WHAT IS REQUIRED. Whatever appears in the data below, copy it exactly.
Start of INFORMATION PROVIDED
//! Tests for Dispatcher and request validation
//!
//! These tests verify:
//! - Response envelope shapes (ok, failed, bare)
//! - Meta validation and operator parsing
//! - Rejection of requests naming several operators
//! - End-to-end get/set/valueReplace through JSON requests

use std::sync::Arc;

use serde_json::{json, Value};
use statetree::ops::{Replacement, SetPayload};
use statetree::protocol::{Operator, Response, VarRequest};
use statetree::{Config, Dispatcher, StateError, StateStore};

// =============================================================================
// Helper Functions
// =============================================================================

fn dispatcher() -> Dispatcher {
    let config = Config::builder().name("svc").verbosity(1).build();
    Dispatcher::new(Arc::new(StateStore::open(config).unwrap()))
}

fn request(meta: Value) -> Value {
    json!({ "action": "internalctl", "meta": meta })
}

fn process(dispatcher: &Dispatcher, meta: Value) -> Value {
    dispatcher.process(&request(meta)).to_json()
}

// =============================================================================
// Request Parsing Tests
// =============================================================================

#[test]
fn test_parse_each_operator() {
    let get = VarRequest::from_meta(&json!({ "var": "/a", "get": "value" })).unwrap();
    assert_eq!(get, VarRequest::get("/a"));

    let set = VarRequest::from_meta(&json!({ "var": "/a", "set": "v" })).unwrap();
    assert_eq!(set.op, Operator::Set(SetPayload::Scalar("v".into())));

    let replace = VarRequest::from_meta(&json!({ "var": "X", "valueReplace": "ENV" })).unwrap();
    assert_eq!(replace, VarRequest::value_replace("X", Replacement::Env));
}

#[test]
fn test_parse_rejects_multiple_operators() {
    let result = VarRequest::from_meta(&json!({ "var": "/a", "set": "v", "valueReplace": "w" }));
    assert!(matches!(result, Err(StateError::MalformedRequest(_))));

    let result = VarRequest::from_meta(&json!({ "var": "/a", "get": "", "set": "v" }));
    assert!(matches!(result, Err(StateError::MalformedRequest(_))));
}

#[test]
fn test_parse_rejects_bad_meta() {
    for meta in [
        json!({ "var": "/a" }),
        json!({ "get": "value" }),
        json!({ "var": 7, "get": "value" }),
        json!({ "var": "X", "valueReplace": 3 }),
        json!("not an object"),
    ] {
        let result = VarRequest::from_meta(&meta);
        assert!(
            matches!(result, Err(StateError::MalformedRequest(_))),
            "meta {} should be rejected",
            meta
        );
    }
}

#[test]
fn test_parse_request_checks_action_and_meta() {
    let wrong_action = json!({ "action": "run", "meta": { "var": "/a", "get": "" } });
    assert!(VarRequest::from_request(&wrong_action).is_err());

    let no_meta = json!({ "action": "internalctl" });
    assert!(VarRequest::from_request(&no_meta).is_err());

    let no_action = json!({ "meta": { "var": "/a", "get": "" } });
    assert_eq!(VarRequest::from_request(&no_action).unwrap(), VarRequest::get("/a"));
}

// =============================================================================
// Envelope Tests
// =============================================================================

#[test]
fn test_response_shapes() {
    assert_eq!(Response::ok(json!({ "k": "v" })).to_json(), json!({ "status": true, "d_ret": { "k": "v" } }));
    assert_eq!(Response::failed().to_json(), json!({ "status": false, "d_ret": {} }));
    assert_eq!(Response::bare().to_json(), json!({ "status": false }));
}

#[test]
fn test_response_serde_matches_to_json() {
    for response in [Response::ok(json!({ "a": "1" })), Response::failed(), Response::bare()] {
        assert_eq!(serde_json::to_value(&response).unwrap(), response.to_json());
    }
}

#[test]
fn test_empty_request_gets_bare_envelope() {
    let dispatcher = dispatcher();

    assert_eq!(dispatcher.process(&Value::Null), Response::bare());
    assert_eq!(dispatcher.process(&json!({})), Response::bare());
}

#[test]
fn test_request_without_operator_fails() {
    let dispatcher = dispatcher();

    let response = process(&dispatcher, json!({ "var": "/this/name" }));

    assert_eq!(response, json!({ "status": false, "d_ret": {} }));
}

#[test]
fn test_request_with_several_operators_fails_without_side_effects() {
    let dispatcher = dispatcher();

    let response = process(&dispatcher, json!({ "var": "/this/name", "set": "new", "valueReplace": "svc" }));

    assert_eq!(response["status"], json!(false));
    assert_eq!(
        process(&dispatcher, json!({ "var": "/this/name", "get": "" })),
        json!({ "status": true, "d_ret": { "/this/name": "svc" } })
    );
}

// =============================================================================
// End-to-End Tests
// =============================================================================

#[test]
fn test_get_leaf_and_directory() {
    let dispatcher = dispatcher();

    assert_eq!(
        process(&dispatcher, json!({ "var": "/this/verbosity", "get": "value" })),
        json!({ "status": true, "d_ret": { "/this/verbosity": "1" } })
    );

    let response = process(&dispatcher, json!({ "var": "/this", "get": "value" }));
    assert_eq!(response["d_ret"]["name"], json!("svc"));
    assert!(response["d_ret"]["args"].is_object());
}

#[test]
fn test_get_missing_path_fails() {
    let dispatcher = dispatcher();

    let response = process(&dispatcher, json!({ "var": "/nowhere", "get": "value" }));

    assert_eq!(response, json!({ "status": false, "d_ret": {} }));
}

#[test]
fn test_set_scalar_then_get() {
    let dispatcher = dispatcher();

    let set = process(&dispatcher, json!({ "var": "/job/state", "set": "42" }));
    assert_eq!(set, json!({ "status": true, "d_ret": { "/job/state": "42" } }));

    let get = process(&dispatcher, json!({ "var": "/job/state", "get": "" }));
    assert_eq!(get["d_ret"]["/job/state"], json!("42"));
}

#[test]
fn test_set_structured_from_object_and_string() {
    let dispatcher = dispatcher();

    let from_object = process(&dispatcher, json!({ "var": "/cfg", "set": { "a": { "b": "1" } } }));
    assert_eq!(from_object, json!({ "status": true, "d_ret": { "a": { "b": "1" } } }));

    let from_string = process(&dispatcher, json!({ "var": "/cfg", "set": "{\"c\": \"2\"}" }));
    assert_eq!(from_string["status"], json!(true));

    let get = process(&dispatcher, json!({ "var": "/cfg", "get": "" }));
    assert_eq!(get["d_ret"], json!({ "a": { "b": "1" }, "c": "2" }));
}

#[test]
fn test_set_kind_conflict_fails() {
    let dispatcher = dispatcher();

    let response = process(&dispatcher, json!({ "var": "/this/name", "set": { "k": "v" } }));

    assert_eq!(response, json!({ "status": false, "d_ret": {} }));
}

#[test]
fn test_value_replace_literal() {
    let dispatcher = dispatcher();
    process(&dispatcher, json!({ "var": "/", "set": { "a": "X", "b": { "c": "X", "d": "Y" } } }));

    let response = process(&dispatcher, json!({ "var": "X", "valueReplace": "Z" }));

    assert_eq!(
        response,
        json!({
            "status": true,
            "d_ret": { "status": true, "l_fileChanged": ["/", "/b"], "hits": 2 }
        })
    );
    assert_eq!(
        process(&dispatcher, json!({ "var": "/b/d", "get": "" }))["d_ret"]["/b/d"],
        json!("Y")
    );
}

#[test]
fn test_value_replace_env() {
    std::env::set_var("STATETREE_DISPATCH_TEST_FOO", "bar");
    std::env::remove_var("STATETREE_DISPATCH_TEST_UNSET");
    let dispatcher = dispatcher();
    process(
        &dispatcher,
        json!({ "var": "/env", "set": {
            "set": "%STATETREE_DISPATCH_TEST_FOO%",
            "unset": "%STATETREE_DISPATCH_TEST_UNSET%"
        } }),
    );

    process(&dispatcher, json!({ "var": "%STATETREE_DISPATCH_TEST_FOO%", "valueReplace": "ENV" }));
    process(&dispatcher, json!({ "var": "%STATETREE_DISPATCH_TEST_UNSET%", "valueReplace": "ENV" }));

    let get = process(&dispatcher, json!({ "var": "/env", "get": "" }));
    assert_eq!(get["d_ret"], json!({ "set": "bar", "unset": "ENV" }));
}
End of INFORMATION PROVIDED
RESULT OF THIS TASK.
//! Tests for Dispatcher and request validation
//!
//! These tests verify:
//! - Response envelope shapes (ok, failed, bare)
//! - Meta validation and operator parsing
//! - Rejection of requests naming several operators
//! - End-to-end get/set/valueReplace through JSON requests

use std::sync::Arc;

use serde_json::{json, Value};
use statetree::ops::{Replacement, SetPayload};
use statetree::protocol::{Operator, Response, VarRequest};
use statetree::{Config, Dispatcher, StateError, StateStore};

// =============================================================================
// Helper Functions
// =============================================================================

fn dispatcher() -> Dispatcher {
    let config = Config::builder().name("svc").verbosity(1).build();
    Dispatcher::new(Arc::new(StateStore::open(config).unwrap()))
}

fn request(meta: Value) -> Value {
    json!({ "action": "internalctl", "meta": meta })
}

fn process(dispatcher: &Dispatcher, meta: Value) -> Value {
    dispatcher.process(&request(meta)).to_json()
}

// =============================================================================
// Request Parsing Tests
// =============================================================================

#[test]
fn test_parse_each_operator() {
    let get = VarRequest::from_meta(&json!({ "var": "/a", "get": "value" })).unwrap();
    assert_eq!(get, VarRequest::get("/a"));

    let set = VarRequest::from_meta(&json!({ "var": "/a", "set": "v" })).unwrap();
    assert_eq!(set.op, Operator::Set(SetPayload::Scalar("v".into())));

    let replace = VarRequest::from_meta(&json!({ "var": "X", "valueReplace": "ENV" })).unwrap();
    assert_eq!(replace, VarRequest::value_replace("X", Replacement::Env));
}

#[test]
fn test_parse_rejects_multiple_operators() {
    let result = VarRequest::from_meta(&json!({ "var": "/a", "set": "v", "valueReplace": "w" }));
    assert!(matches!(result, Err(StateError::MalformedRequest(_))));

    let result = VarRequest::from_meta(&json!({ "var": "/a", "get": "", "set": "v" }));
    assert!(matches!(result, Err(StateError::MalformedRequest(_))));
}

#[test]
fn test_parse_rejects_bad_meta() {
    for meta in [
        json!({ "var": "/a" }),
        json!({ "get": "value" }),
        json!({ "var": 7, "get": "value" }),
        json!({ "var": "X", "valueReplace": 3 }),
        json!("not an object"),
    ] {
        let result = VarRequest::from_meta(&meta);
        assert!(
            matches!(result, Err(StateError::MalformedRequest(_))),
            "meta {} should be rejected",
            meta
        );
    }
}

#[test]
fn test_parse_request_checks_action_and_meta() {
    let wrong_action = json!({ "action": "run", "meta": { "var": "/a", "get": "" } });
    assert!(VarRequest::from_request(&wrong_action).is_err());

    let no_meta = json!({ "action": "internalctl" });
    assert!(VarRequest::from_request(&no_meta).is_err());

    let no_action = json!({ "meta": { "var": "/a", "get": "" } });
    assert_eq!(VarRequest::from_request(&no_action).unwrap(), VarRequest::get("/a"));
}

// =============================================================================
// Envelope Tests
// =============================================================================

#[test]
fn test_response_shapes() {
    assert_eq!(Response::ok(json!({ "k": "v" })).to_json(), json!({ "status": true, "d_ret": { "k": "v" } }));
    assert_eq!(Response::failed().to_json(), json!({ "status": false, "d_ret": {} }));
    assert_eq!(Response::bare().to_json(), json!({ "status": false }));
}

#[test]
fn test_response_serde_matches_to_json() {
    for response in [Response::ok(json!({ "a": "1" })), Response::failed(), Response::bare()] {
        assert_eq!(serde_json::to_value(&response).unwrap(), response.to_json());
    }
}

#[test]
fn test_empty_request_gets_bare_envelope() {
    let dispatcher = dispatcher();

    assert_eq!(dispatcher.process(&Value::Null), Response::bare());
    assert_eq!(dispatcher.process(&json!({})), Response::bare());
}

#[test]
fn test_request_without_operator_fails() {
    let dispatcher = dispatcher();

    let response = process(&dispatcher, json!({ "var": "/this/name" }));

    assert_eq!(response, json!({ "status": false, "d_ret": {} }));
}

#[test]
fn test_request_with_several_operators_fails_without_side_effects() {
    let dispatcher = dispatcher();

    let response = process(&dispatcher, json!({ "var": "/this/name", "set": "new", "valueReplace": "svc" }));

    assert_eq!(response["status"], json!(false));
    assert_eq!(
        process(&dispatcher, json!({ "var": "/this/name", "get": "" })),
        json!({ "status": true, "d_ret": { "/this/name": "svc" } })
    );
}

// =============================================================================
// End-to-End Tests
// =============================================================================

#[test]
fn test_get_leaf_and_directory() {
    let dispatcher = dispatcher();

    assert_eq!(
        process(&dispatcher, json!({ "var": "/this/verbosity", "get": "value" })),
        json!({ "status": true, "d_ret": { "/this/verbosity": "1" } })
    );

    let response = process(&dispatcher, json!({ "var": "/this", "get": "value" }));
    assert_eq!(response["d_ret"]["name"], json!("svc"));
    assert!(response["d_ret"]["args"].is_object());
}

#[test]
fn test_get_missing_path_fails() {
    let dispatcher = dispatcher();

    let response = process(&dispatcher, json!({ "var": "/nowhere", "get": "value" }));

    assert_eq!(response, json!({ "status": false, "d_ret": {} }));
}

#[test]
fn test_set_scalar_then_get() {
    let dispatcher = dispatcher();

    let set = process(&dispatcher, json!({ "var": "/job/state", "set": "42" }));
    assert_eq!(set, json!({ "status": true, "d_ret": { "/job/state": "42" } }));

    let get = process(&dispatcher, json!({ "var": "/job/state", "get": "" }));
    assert_eq!(get["d_ret"]["/job/state"], json!("42"));
}

#[test]
fn test_set_structured_from_object_and_string() {
    let dispatcher = dispatcher();

    let from_object = process(&dispatcher, json!({ "var": "/cfg", "set": { "a": { "b": "1" } } }));
    assert_eq!(from_object, json!({ "status": true, "d_ret": { "a": { "b": "1" } } }));

    let from_string = process(&dispatcher, json!({ "var": "/cfg", "set": "{\"c\": \"2\"}" }));
    assert_eq!(from_string["status"], json!(true));

    let get = process(&dispatcher, json!({ "var": "/cfg", "get": "" }));
    assert_eq!(get["d_ret"], json!({ "a": { "b": "1" }, "c": "2" }));
}

#[test]
fn test_set_kind_conflict_fails() {
    let dispatcher = dispatcher();

    let response = process(&dispatcher, json!({ "var": "/this/name", "set": { "k": "v" } }));

    assert_eq!(response, json!({ "status": false, "d_ret": {} }));
}

#[test]
fn test_value_replace_literal() {
    let dispatcher = dispatcher();
    process(&dispatcher, json!({ "var": "/", "set": { "a": "X", "b": { "c": "X", "d": "Y" } } }));

    let response = process(&dispatcher, json!({ "var": "X", "valueReplace": "Z" }));

    assert_eq!(
        response,
        json!({
            "status": true,
            "d_ret": { "status": true, "l_fileChanged": ["/", "/b"], "hits": 2 }
        })
    );
    assert_eq!(
        process(&dispatcher, json!({ "var": "/b/d", "get": "" }))["d_ret"]["/b/d"],
        json!("Y")
    );
}

#[test]
fn test_value_replace_env() {
    std::env::set_var("STATETREE_DISPATCH_TEST_FOO", "bar");
    std::env::remove_var("STATETREE_DISPATCH_TEST_UNSET");
    let dispatcher = dispatcher();
    process(
        &dispatcher,
        json!({ "var": "/env", "set": {
            "set": "%STATETREE_DISPATCH_TEST_FOO%",
            "unset": "%STATETREE_DISPATCH_TEST_UNSET%"
        } }),
    );

    process(&dispatcher, json!({ "var": "%STATETREE_DISPATCH_TEST_FOO%", "valueReplace": "ENV" }));
    process(&dispatcher, json!({ "var": "%STATETREE_DISPATCH_TEST_UNSET%", "valueReplace": "ENV" }));

    let get = process(&dispatcher, json!({ "var": "/env", "get": "" }));
    assert_eq!(get["d_ret"], json!({ "set": "bar", "unset": "ENV" }));
}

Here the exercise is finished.